In 2020, we expanded the project with the deployment of archival GPS nanotags to track non-breeding season movements of Oregon Vesper Sparrows breeding in the Rogue Basin. We successfully captured 10 males at our Howard Prairie study site and placed GPS backpacks on them using a leg-loop harness.
The small population size of Oregon Vesper Sparrow is well-documented, but the causes of its at-risk status remain speculative. As with most migratory birds, declines may be caused by habitat factors on their breeding grounds, wintering grounds, or migration stopover areas.

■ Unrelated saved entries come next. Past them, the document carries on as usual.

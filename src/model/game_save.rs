use std::fs;
use std::path::Path;

use serde::{Deserialize, Serialize};
use thiserror::Error;

use crate::model::game_state::GameState;

pub const SAVE_VERSION: u32 = 1;

#[derive(Debug, Clone, Serialize, Deserialize)]
pub struct GameSave {
    pub version: u32,
    pub state: GameState,
}

#[derive(Debug, Error)]
pub enum SaveError {
    #[error("save file I/O failed: {0}")]
    Io(#[from] std::io::Error),

    #[error("save file is not valid JSON: {0}")]
    Json(#[from] serde_json::Error),

    #[error("unsupported save version {0} (expected 1)")]
    UnsupportedVersion(u32),
}

impl GameSave {
    pub fn new(state: GameState) -> Self {
        Self {
            version: SAVE_VERSION,
            state,
        }
    }

    pub fn write_to(&self, path: &Path) -> Result<(), SaveError> {
        let json = serde_json::to_string_pretty(self)?;
        fs::write(path, json)?;
        Ok(())
    }

    pub fn read_from(path: &Path) -> Result<Self, SaveError> {
        let raw = fs::read_to_string(path)?;
        let save: GameSave = serde_json::from_str(&raw)?;
        if save.version != SAVE_VERSION {
            return Err(SaveError::UnsupportedVersion(save.version));
        }
        Ok(save)
    }
}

Oregon Vesper Sparrow with color bands (c) Frank Lospalluto
In 2018, Klamath Bird Observatory began in-depth monitoring of the survival, nest success, and habitat preferences of Rogue Basin birds located near Howard Prairie, east of Ashland, Oregon. This research is being replicated by partners in the Willamette Valley in Oregon, and the Puget Lowlands in Washington
Vesper Sparrows are a medium-large sparrow approximately 15 cm long. They are grayish brown above and buffy below with brown streaks. They have a narrow white eye-ring, white outer tail feathers, and a rufous shoulder patch. The Oregon Vesper Sparrow subspecies cannot be determined by plumage or vocalization, but by geographic range.
The Vesper Sparrow is sometimes affectionately referred to as a “little brown job.” This is what birdwatchers call those streaky brown sparrows and dull-colored females that we all struggle with identifying. But if no one knows about this subtle songbird, how can it ever be protected?
Daniel Thiede, a local multimedia artist, is photographing and recording the project and putting together a short-film documentary. The documentary will be an engaging way to educate the public about this declining species.